Quilter put the turnaround down to a policyholder tax credit of £145mn, compared to a £48mn tax charge in 2021. The business also managed to reduce base running costs by around £8mn.

The FTSE 250 company has been engaged in a drive to push up adviser productivity in recent years - a move which has seen advisers leave the business.

Feeney said that while this drive led to an expected reduction in the number of advisers, this fall had been "more modest" in 2022 so far and that attrition rates had now normalised.

He said: "We have stepped up our new adviser recruitment and resourcing. Our core focus has delivered a sustained improvement in our adviser productivity, with the Quilter channel gross flows per adviser being stable at £2.4mn despite a more challenging market environment.

"While our work to reshape our advice business is ongoing, we currently expect adviser numbers to stabilise and to resume growth by the end of the year."

The number of restricted financial planners employed by Quilter’s affluent segment has fallen by 127 over the past year, from 1,639 to 1,512.

Meanwhile, the business’ high-net-worth advice arm Quilter Private Client has cut seven restricted financial planners, and its discretionary investment managers have gone up by eight.

Between January and June 2022, Quilter’s assets under management and administration fell by 12 per cent to £98.7bn, down from £111.8bn in December.

Feeney said the environment for new inflows “has become more challenging” over the course of the first half of the year. 

The repositioning of our advice business since the beginning of 2021 contributed to lower other revenues reflecting the decline in advisers.Paul Feeney, Quilter

“While we experienced improved persistency in client assets across each of our businesses, the lower level of new sales volumes translated into lower net inflows which were 30 per cent lower at £1.4bn versus £2bn in the comparable period of 2021.”

The main decline in net flows, he said, was recorded in outflows on external third party platforms.
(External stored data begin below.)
mod commands;
mod input;
mod output;

use clap::{Parser, Subcommand, ValueEnum};
use colored::Colorize;
use std::process;

use commands::analytics::{DayToDayArgs, TrendArgs};
use commands::balance::BalanceArgs;
use commands::investment::ReturnsArgs;
use commands::loans::{AmortizeArgs, PrepayArgs};
use commands::reconciliation::MonthlySummaryArgs;

/// Household finance calculations with decimal precision
#[derive(Parser)]
#[command(
    name = "pfa",
    version,
    about = "Household finance calculations with decimal precision",
    long_about = "A CLI for the computational core of a household finance tracker. \
                  Supports French amortization schedules, prepayment recalculation, \
                  monthly budget-vs-actual closes, balance by account, day-to-day \
                  spend analytics, and money-weighted investment returns."
)]
struct Cli {
    #[command(subcommand)]
    command: Commands,

    /// Output format
    #[arg(long, default_value = "json", global = true)]
    output: OutputFormat,
}

#[derive(Subcommand)]
enum Commands {
    /// Generate a French amortization schedule for a loan
    Amortize(AmortizeArgs),
    /// Recalculate a schedule after a partial prepayment (shorten term)
    Prepay(PrepayArgs),
    /// Monthly budget-vs-actual close with automatic notes
    MonthlySummary(MonthlySummaryArgs),
    /// Balance and liquidity by account for one month
    Balance(BalanceArgs),
    /// Day-to-day spend run rate, projection and trend
    DayToDay(DayToDayArgs),
    /// Classify a monthly series as UP, DOWN or FLAT
    Trend(TrendArgs),
    /// Money-weighted investment returns (XIRR, MOIC)
    Returns(ReturnsArgs),
    /// Print version information
    Version,
}

#[derive(Debug, Clone, ValueEnum)]
pub enum OutputFormat {
    Json,
    Table,
    Csv,
    Minimal,
}

fn main() {
    let cli = Cli::parse();

    let result: Result<serde_json::Value, Box<dyn std::error::Error>> = match cli.command {
        Commands::Amortize(args) => commands::loans::run_amortize(args),
        Commands::Prepay(args) => commands::loans::run_prepay(args),
        Commands::MonthlySummary(args) => commands::reconciliation::run_monthly_summary(args),
        Commands::Balance(args) => commands::balance::run_balance(args),
        Commands::DayToDay(args) => commands::analytics::run_day_to_day(args),
        Commands::Trend(args) => commands::analytics::run_trend(args),
        Commands::Returns(args) => commands::investment::run_returns(args),
        Commands::Version => {
            println!("pfa {}", env!("CARGO_PKG_VERSION"));
            return;
        }
    };

    match result {
        Ok(value) => {
            output::format_output(&cli.output, &value);
            process::exit(0);
        }
        Err(e) => {
            eprintln!("{}: {}", "error".red().bold(), e);
            process::exit(1);
        }
    }
}
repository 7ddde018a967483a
use serde::de::DeserializeOwned;
use serde_json::Value;
use std::fs;
use std::path::Path;

/// Read a JSON or YAML file and deserialise into a typed struct.
/// The format is chosen by extension; anything that is not .yaml/.yml
/// is treated as JSON.
pub fn read_input<T: DeserializeOwned>(path: &str) -> Result<T, Box<dyn std::error::Error>> {
    let canonical = resolve_path(path)?;
    let contents = fs::read_to_string(&canonical)
        .map_err(|e| format!("Failed to read '{}': {}", canonical.display(), e))?;

    let value: T = if is_yaml(&canonical) {
        serde_yaml::from_str(&contents)
            .map_err(|e| format!("Failed to parse '{}': {}", canonical.display(), e))?
    } else {
        serde_json::from_str(&contents)
            .map_err(|e| format!("Failed to parse '{}': {}", canonical.display(), e))?
    };
    Ok(value)
}

/// Read an input file as a generic serde_json::Value.
pub fn read_input_value(path: &str) -> Result<Value, Box<dyn std::error::Error>> {
    read_input(path)
}

fn is_yaml(path: &Path) -> bool {
    matches!(
        path.extension().and_then(|e| e.to_str()),
        Some("yaml") | Some("yml")
    )
}

/// Resolve and validate the path.
fn resolve_path(path: &str) -> Result<std::path::PathBuf, Box<dyn std::error::Error>> {
    let p = Path::new(path);
    let canonical = if p.is_absolute() {
        p.to_path_buf()
    } else {
        std::env::current_dir()?.join(p)
    };

    if !canonical.exists() {
        return Err(format!("File not found: {}", canonical.display()).into());
    }

    if !canonical.is_file() {
        return Err(format!("Not a file: {}", canonical.display()).into());
    }

    Ok(canonical)
}
//! Day-to-day spend analytics: trend classification, moving averages, and
//! the daily-spend run-rate view.

pub mod day_to_day;
pub mod trend;

pub use day_to_day::{day_to_day, DayToDayInput, DayToDayOutput, MonthTotal};
pub use trend::{classify_trend, moving_average, Trend, TrendOutput};
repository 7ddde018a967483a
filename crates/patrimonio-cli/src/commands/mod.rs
pub mod analytics;
pub mod balance;
pub mod investment;
pub mod loans;
pub mod reconciliation;

use serde::de::DeserializeOwned;

/// Parse a screaming-case enum token (e.g. "mensual" -> Periodicity::Mensual)
/// through its serde representation, so CLI flags accept the same vocabulary
/// as input files.
pub fn parse_token<T: DeserializeOwned>(raw: &str) -> Result<T, Box<dyn std::error::Error>> {
    let token = raw.trim().to_uppercase();
    serde_json::from_value(serde_json::Value::String(token.clone()))
        .map_err(|_| format!("Unrecognised value: '{}'", raw).into())
}
pub mod error;
pub mod records;
pub mod types;

#[cfg(feature = "amortization")]
pub mod amortization;

#[cfg(feature = "reconciliation")]
pub mod reconciliation;

#[cfg(feature = "balance")]
pub mod balance;

#[cfg(feature = "analytics")]
pub mod analytics;

#[cfg(feature = "investment")]
pub mod investment;

pub use error::PatrimonioError;
pub use records::*;
pub use types::*;

/// Standard result type for all patrimonio operations.
pub type PatrimonioResult<T> = Result<T, PatrimonioError>;
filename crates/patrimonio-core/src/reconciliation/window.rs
//! Half-open month windows.
//!
//! Every aggregation filters dates with `[start_of_month, start_of_next_month)`.
//! The half-open shape is the load-bearing invariant of this subsystem: a
//! payment dated exactly on the first day of the next month is excluded, one
//! dated the first day of the target month is included.

use chrono::{Datelike, NaiveDate};
use serde::{Deserialize, Serialize};

use crate::error::PatrimonioError;
use crate::PatrimonioResult;

#[derive(Debug, Clone, Copy, PartialEq, Eq, Serialize, Deserialize)]
pub struct MonthWindow {
    /// First day of the target month (inclusive).
    pub start: NaiveDate,
    /// First day of the next month (exclusive).
    pub end: NaiveDate,
}

impl MonthWindow {
    pub fn new(year: i32, month: u32) -> PatrimonioResult<Self> {
        let start = NaiveDate::from_ymd_opt(year, month, 1).ok_or_else(|| {
            PatrimonioError::InvalidInput {
                field: "year/month".into(),
                reason: format!("{year}-{month} is not a valid month"),
            }
        })?;
        let (next_year, next_month) = if month == 12 {
            (year + 1, 1)
        } else {
            (year, month + 1)
        };
        let end = NaiveDate::from_ymd_opt(next_year, next_month, 1).ok_or_else(|| {
            PatrimonioError::DateError(format!("Cannot compute month after {year}-{month}"))
        })?;
        Ok(MonthWindow { start, end })
    }

    pub fn for_date(date: NaiveDate) -> PatrimonioResult<Self> {
        MonthWindow::new(date.year(), date.month())
    }

    /// Half-open containment: `start <= d < end`.
    pub fn contains(&self, d: NaiveDate) -> bool {
        d >= self.start && d < self.end
    }

    /// Like `contains` but treats a missing date as outside the window.
    pub fn contains_opt(&self, d: Option<NaiveDate>) -> bool {
        d.map(|d| self.contains(d)).unwrap_or(false)
    }

    pub fn year(&self) -> i32 {
        self.start.year()
    }

    pub fn month(&self) -> u32 {
        self.start.month()
    }

    pub fn days_in_month(&self) -> i64 {
        (self.end - self.start).num_days()
    }

    /// The window for the preceding month.
    pub fn pred(&self) -> PatrimonioResult<Self> {
        let (year, month) = if self.month() == 1 {
            (self.year() - 1, 12)
        } else {
            (self.year(), self.month() - 1)
        };
        MonthWindow::new(year, month)
    }

    /// Orderable month key, comparable with [`crate::records::MonthlyClosing::ordinal`].
    pub fn ordinal(&self) -> i32 {
        self.year() * 12 + self.month() as i32 - 1
    }
}
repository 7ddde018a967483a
use rust_decimal::Decimal;
use rust_decimal_macros::dec;
use serde::{Deserialize, Serialize};

use crate::error::PatrimonioError;
use crate::PatrimonioResult;

/// All monetary values. Wraps Decimal to prevent accidental f64 usage.
pub type Money = Decimal;

/// Rates. Loan rates arrive as annual percentages (3.5 = 3.5%); internal
/// per-period rates are decimals (0.0029...). The field docs say which.
pub type Rate = Decimal;

/// Tenant identifier. Every record carries one and every aggregation
/// filters by it.
pub type UserId = String;

/// Payment / income frequency.
///
/// `PAGO ÚNICO` is accepted as a legacy spelling alias and normalized to
/// `PAGO_UNICO` at deserialization.
#[derive(Debug, Clone, Copy, PartialEq, Eq, Serialize, Deserialize)]
pub enum Periodicity {
    #[serde(rename = "MENSUAL")]
    Mensual,
    #[serde(rename = "TRIMESTRAL")]
    Trimestral,
    #[serde(rename = "SEMESTRAL")]
    Semestral,
    #[serde(rename = "ANUAL")]
    Anual,
    #[serde(rename = "PAGO_UNICO", alias = "PAGO UNICO", alias = "PAGO ÚNICO")]
    PagoUnico,
}

impl Periodicity {
    /// Calendar months between consecutive periods.
    pub fn months_per_period(&self) -> PatrimonioResult<u32> {
        match self {
            Periodicity::Mensual => Ok(1),
            Periodicity::Trimestral => Ok(3),
            Periodicity::Semestral => Ok(6),
            Periodicity::Anual => Ok(12),
            Periodicity::PagoUnico => Err(PatrimonioError::InvalidInput {
                field: "periodicidad".into(),
                reason: "One-off movements have no period length".into(),
            }),
        }
    }

    pub fn periods_per_year(&self) -> PatrimonioResult<Decimal> {
        match self {
            Periodicity::Mensual => Ok(dec!(12)),
            Periodicity::Trimestral => Ok(dec!(4)),
            Periodicity::Semestral => Ok(dec!(2)),
            Periodicity::Anual => Ok(Decimal::ONE),
            Periodicity::PagoUnico => Err(PatrimonioError::InvalidInput {
                field: "periodicidad".into(),
                reason: "One-off movements have no annual frequency".into(),
            }),
        }
    }

    /// One-off movements count toward realized totals but never toward budget.
    pub fn is_recurring(&self) -> bool {
        !matches!(self, Periodicity::PagoUnico)
    }
}

/// Expense segment: daily spend is tracked apart from scheduled expenses.
#[derive(Debug, Clone, Copy, PartialEq, Eq, Serialize, Deserialize)]
pub enum Segment {
    #[serde(rename = "COTIDIANO")]
    Cotidiano,
    #[serde(rename = "GESTIONABLE")]
    Gestionable,
}

/// Loan classification; determines the linked expense branch.
#[derive(Debug, Clone, Copy, PartialEq, Eq, Serialize, Deserialize)]
pub enum LoanKind {
    #[serde(rename = "HIPOTECA")]
    Hipoteca,
    #[serde(rename = "PERSONAL")]
    Personal,
}

/// Percentage variation of `curr` against `prev`.
///
/// `(curr − prev)/prev · 100` when `prev > 0`; otherwise 100 if `curr > 0`
/// else 0 — "appeared from nothing" counts as a full swing, and a zero
/// denominator never divides.
pub fn pct_variation(prev: Money, curr: Money) -> Decimal {
    if prev > Decimal::ZERO {
        (curr - prev) / prev * dec!(100)
    } else if curr > Decimal::ZERO {
        dec!(100)
    } else {
        Decimal::ZERO
    }
}

/// Standard computation output envelope.
#[derive(Debug, Clone, Serialize, Deserialize)]
pub struct ComputationOutput<T: Serialize> {
    pub result: T,
    pub methodology: String,
    pub assumptions: serde_json::Value,
    pub warnings: Vec<String>,
    pub metadata: ComputationMetadata,
}

/// Metadata for every computation.
#[derive(Debug, Clone, Serialize, Deserialize)]
pub struct ComputationMetadata {
    pub version: String,
    pub computation_time_us: u64,
    pub precision: String,
}

/// Helper to wrap computation results with metadata.
pub fn with_metadata<T: Serialize>(
    methodology: &str,
    assumptions: &impl Serialize,
    warnings: Vec<String>,
    elapsed_us: u64,
    result: T,
) -> ComputationOutput<T> {
    ComputationOutput {
        result,
        methodology: methodology.to_string(),
        assumptions: serde_json::to_value(assumptions).unwrap_or_default(),
        warnings,
        metadata: ComputationMetadata {
            version: env!("CARGO_PKG_VERSION").to_string(),
            computation_time_us: elapsed_us,
            precision: "rust_decimal_128bit".to_string(),
        },
    }
}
Outflows rose to £600mn over the period compared to £300mn this time last year.

Quilter's Investment Platform inflows also fell £200mn, with net inflows reaching £1.6bn compared to £1.8bn last year.
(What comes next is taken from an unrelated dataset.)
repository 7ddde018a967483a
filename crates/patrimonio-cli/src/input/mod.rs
pub mod file;
pub mod stdin;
Feeney said clients were stepping back from discretionary investment.

As a result, gross inflows in the first half were 12 per cent lower at £5.9bn, compared to £6.7bn last year.

Advice fee revenues also took a hit with total net fee revenue having fell by £1mn, to £303mn over the six-month period.
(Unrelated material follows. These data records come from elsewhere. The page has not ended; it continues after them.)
//! Run directory, metric sink and console output for one training run.
//!
//! Only the main worker touches the filesystem or prints; on other workers
//! every method is a no-op, so callers need not check the rank.

use std::collections::BTreeMap;
use std::fs::{File, OpenOptions};
use std::io::Write;
use std::path::{Path, PathBuf};

use rlhf_core::error::IoResultExt;
use rlhf_core::{LogType, LoggerCfgs, PpoConfig, Result};
use serde_json::{Map, Value};
use tracing::info;

/// Longest cell printed by [`Logger::print_table`], in characters.
pub const MAX_CELL_WIDTH: usize = 72;

/// `{log_run_name}-{train_datasets}-{timestamp}`. Path separators in the
/// dataset name are flattened so the run stays one directory deep.
pub fn run_name(log_run_name: &str, train_datasets: &str, timestamp: &str) -> String {
    let datasets: String = train_datasets
        .trim_matches(|c| c == '/' || c == '\\')
        .chars()
        .map(|c| if c == '/' || c == '\\' { '_' } else { c })
        .collect();
    format!("{log_run_name}-{datasets}-{timestamp}")
}

pub struct Logger {
    log_type: LogType,
    run_dir: PathBuf,
    metrics_file: Option<File>,
    is_main: bool,
}

impl Logger {
    /// Create `{output_dir}/{log_project}/{run_name}` and snapshot the
    /// configuration as `config.yaml` in it.
    pub fn new(cfgs: &LoggerCfgs, train_datasets: &str, config: &PpoConfig, is_main: bool) -> Result<Self> {
        let timestamp = chrono::Local::now().format("%Y-%m-%d-%H-%M-%S").to_string();
        let run_dir = cfgs
            .output_dir
            .join(&cfgs.log_project)
            .join(run_name(&cfgs.log_run_name, train_datasets, &timestamp));

        let mut metrics_file = None;
        if is_main {
            std::fs::create_dir_all(&run_dir).with_path(&run_dir)?;
            let config_path = run_dir.join("config.yaml");
            let yaml = serde_yaml::to_string(config)?;
            std::fs::write(&config_path, yaml).with_path(&config_path)?;
            if cfgs.log_type == LogType::Jsonl {
                let path = run_dir.join("metrics.jsonl");
                let file = OpenOptions::new()
                    .create(true)
                    .append(true)
                    .open(&path)
                    .with_path(&path)?;
                metrics_file = Some(file);
            }
            info!(run_dir = %run_dir.display(), "logger initialized");
        }

        Ok(Self {
            log_type: cfgs.log_type,
            run_dir,
            metrics_file,
            is_main,
        })
    }

    pub fn run_dir(&self) -> &Path {
        &self.run_dir
    }

    /// Record metrics for `step`.
    pub fn log(&mut self, metrics: &BTreeMap<String, f64>, step: usize) -> Result<()> {
        if !self.is_main {
            return Ok(());
        }
        match (&self.log_type, self.metrics_file.as_mut()) {
            (LogType::Jsonl, Some(file)) => {
                let mut record = Map::new();
                record.insert("step".to_string(), Value::from(step));
                for (name, value) in metrics {
                    record.insert(name.clone(), Value::from(*value));
                }
                let path = self.run_dir.join("metrics.jsonl");
                writeln!(file, "{}", Value::Object(record)).with_path(&path)?;
            }
            _ => {
                tracing::debug!(step, ?metrics, "metrics");
            }
        }
        Ok(())
    }

    pub fn print(&self, message: &str) {
        if self.is_main {
            info!("{message}");
        }
    }

    /// Print an ASCII table of at most `max_num_rows` rows.
    pub fn print_table(&self, title: &str, columns: &[&str], rows: &[Vec<String>], max_num_rows: usize) {
        if self.is_main {
            println!("{}", render_table(title, columns, rows, max_num_rows));
        }
    }
}

fn clip_cell(text: &str) -> String {
    let flat: String = text.chars().map(|c| if c.is_control() { ' ' } else { c }).collect();
    let flat = flat.trim();
    if flat.chars().count() <= MAX_CELL_WIDTH {
        flat.to_string()
    } else {
        let head: String = flat.chars().take(MAX_CELL_WIDTH - 3).collect();
        format!("{head}...")
    }
}

pub fn render_table(title: &str, columns: &[&str], rows: &[Vec<String>], max_num_rows: usize) -> String {
    let cells: Vec<Vec<String>> = rows
        .iter()
        .take(max_num_rows)
        .map(|row| {
            (0..columns.len())
                .map(|i| row.get(i).map(|c| clip_cell(c)).unwrap_or_default())
                .collect()
        })
        .collect();
    let widths: Vec<usize> = columns
        .iter()
        .enumerate()
        .map(|(i, name)| {
            cells
                .iter()
                .map(|row| row[i].chars().count())
                .chain(std::iter::once(name.chars().count()))
                .max()
                .unwrap_or(0)
        })
        .collect();

    let rule = format!(
        "+{}+",
        widths.iter().map(|w| "-".repeat(w + 2)).collect::<Vec<_>>().join("+")
    );
    let line = |values: Vec<&str>| {
        let padded: Vec<String> = values
            .iter()
            .zip(&widths)
            .map(|(v, w)| format!(" {}{} ", v, " ".repeat(w - v.chars().count())))
            .collect();
        format!("|{}|", padded.join("|"))
    };

    let mut out = vec![title.to_string(), rule.clone(), line(columns.to_vec()), rule.clone()];
    for row in &cells {
        out.push(line(row.iter().map(String::as_str).collect()));
    }
    out.push(rule);
    out.join("\n")
}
This included a 15 per cent dip in Quilter Financial Planning’s net fee revenue, from £47mn to £40mn, and an 8 per cent dip in the firm’s high-net-worth advice arm Quilter Private Client Advisers, from £12mn to £11mn.

“The repositioning of our advice business since the beginning of 2021 contributed to lower other revenues reflecting the decline in advisers over the course of 2021, coupled with a reduced contribution from mortgage and protection fees,” said Feeney.

“Despite revenue headwinds, our cost discipline delivered positive operating leverage and a solid P&L [profit and loss] outturn in an environment where costs were naturally higher than 2021 as we emerged from the pandemic,” said Feeney.

The group's operating margin increased to 20 per cent, compared to 18 per cent in the first half of last year, which it said was driven by a reduction in operating expenses.

Operating expenses decreased to £242 million, a reduction of £6mn from £248mn last year.

Despite a focus on cost discipline, Quilter also managed to set aside £2.16mn in one-off payments to over half of its employees to help them during the living cost crisis. Those earning less than £50,000 - around 1,800 of its 3,000 employees - have received a £1,500 payment.

The firm said negotiations have concluded with the insurers who provided professional indemnity cover for Lighthouse, the business Quilter bought in June 2019.

A year after the deal, the Financial Conduct Authority began an enforcement investigation against Lighthouse a year later for defined benefit transfer advice linked to British Steel members.

In March, Quilter had paid out £15mn on claims made against Lighthouse and the provisions sat at £29mn.

The business has now said the provisions decreased by £5mn during 2022, due to redress calculations performed under the skilled person review.